How does gossip protocol avoid duplication
- Unique Identifiers:
- Each message is assigned a unique identifier (ID) when it’s created.
- Nodes keep track of the IDs of messages they’ve already received and discard duplicates based on this information.
- Timestamps:
- Messages can include timestamps indicating their creation time.
- Summary Vectors (Anti-Entropy):
- Nodes maintain compact representations of the messages they’ve seen, called summary vectors or digests.
- When two nodes exchange messages, they compare their summary vectors to identify missing or outdated information and only gossip those specific items.
- Probabilistic Forwarding:
- Nodes don’t forward every message they receive to every peer.
- Instead, they use a probabilistic approach, forwarding messages to a randomly selected subset of neighbors.
- This controlled randomness helps to prevent excessive flooding and duplication of messages.
- Gossip Fanout Control:
- The number of peers a node gossips with in each round (fanout) can be adjusted based on network conditions and the desired convergence speed.
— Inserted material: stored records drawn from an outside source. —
//! The tail loop
//!
//! Each pass re-runs discovery, then drains every watched collection in
//! name order: fetch one batch after the in-memory cursor, transform and
//! emit each document, then persist the advanced cursor. A pass that emits
//! nothing is followed by a backoff sleep. All sleeps race the cancellation
//! token.
//!
//! ```text
//! DISCOVERING ──► DRAINING ──► (nothing emitted) IDLE_BACKOFF ──┐
//!      ▲              │                                          │
//!      └──────────────┴──────────────────────────────────────────┘
//!                 cancellation at any boundary ──► STOPPED
//! ```

use std::collections::BTreeMap;
use std::time::Duration;

use bson::Document;
use checkpoint::{CheckpointManager, CheckpointStore};
use futures::StreamExt;
use tail_core::{transform, EventSink, FlatEvent};
use tokio_util::sync::CancellationToken;
use tracing::{debug, info, trace, warn};

use crate::backoff::Backoff;
use crate::config::TailConfig;
use crate::cursor::Cursor;
use crate::discovery::{list_matching, CollectionFilter};
use crate::error::TailError;
use crate::provenance::{self, ProvenanceOpts};
use crate::source::DocumentSource;

/// A collection currently being tailed.
///
/// `last_id` is the newest document tailed past; `None` means nothing has
/// been read yet and the collection had no documents when it was discovered.
/// `stored_id` is what the checkpoint store currently holds.
#[derive(Debug, Clone, PartialEq, Eq)]
pub struct WatchedCollection {
    pub name: String,
    pub last_id: Option<Cursor>,
    pub stored_id: Option<Cursor>,
}

/// Changes made to the watch-set by one discovery run.
#[derive(Debug, Clone, Default, PartialEq, Eq)]
pub struct DiscoveryReport {
    pub added: Vec<String>,
    pub removed: Vec<String>,
}

/// Result of one pass over the watch-set.
#[derive(Debug, Clone, Copy, Default, PartialEq, Eq)]
pub struct PassOutcome {
    /// Events emitted downstream
    pub emitted: usize,
    /// Documents skipped because they could not be transformed
    pub skipped: usize,
    /// Documents without an ObjectId `_id` or not after the cursor
    pub ignored: usize,
    /// A fetch failed and the rest of the pass was abandoned
    pub fetch_failed: bool,
    /// The pass stopped early on cancellation
    pub cancelled: bool,
}

impl PassOutcome {
    /// Whether the pass moved any cursor, whether or not it emitted.
    pub fn advanced(&self) -> bool {
        self.emitted + self.skipped > 0
    }
}

/// Totals over the lifetime of [`TailLoop::run`].
#[derive(Debug, Clone, Copy, Default, PartialEq, Eq)]
pub struct TailStats {
    pub passes: u64,
    pub emitted: u64,
    pub skipped: u64,
    pub fetch_failures: u64,
}
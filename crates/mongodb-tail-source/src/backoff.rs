//! Idle backoff between empty passes.

use std::time::Duration;

/// Doubling sleep schedule bounded by a floor and a ceiling.
///
/// The first delay is the floor; each call doubles the next one until it
/// reaches the ceiling. Nothing resets the schedule except [`Backoff::reset`].
#[derive(Debug, Clone)]
pub struct Backoff {
    floor: Duration,
    ceiling: Duration,
    current: Duration,
}

impl Backoff {
    pub fn new(floor: Duration, ceiling: Duration) -> Self {
        let ceiling = ceiling.max(floor);
        Self {
            floor,
            ceiling,
            current: floor,
        }
    }

    /// Delay to sleep now; advances the schedule.
    pub fn next_delay(&mut self) -> Duration {
        let delay = self.current;
        self.current = self.current.saturating_mul(2).min(self.ceiling);
        delay
    }

    /// Delay the next call to [`Backoff::next_delay`] will return.
    pub fn peek(&self) -> Duration {
        self.current
    }

    pub fn reset(&mut self) {
        self.current = self.floor;
    }

    pub fn floor(&self) -> Duration {
        self.floor
    }

    pub fn ceiling(&self) -> Duration {
        self.ceiling
    }
}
- Lower fanout can reduce duplication but might slow down convergence, while higher fanout can speed up convergence but increase duplication risk.
- Gossip Protocol Variants:
- Different gossip protocol variants have been designed to specifically address duplication issues:
- Push-Pull Gossip: Nodes actively pull missing information from peers based on summary vector comparisons.
- Rumor Mongering: Nodes track the age of messages and prioritize gossiping newer ones.
- Different gossip protocol variants have been designed to specifically address duplication issues:
- Convergence Detection:
- Some gossip protocols include mechanisms to detect when all nodes have reached a consistent state.
- This can help to reduce unnecessary gossiping and prevent further duplication.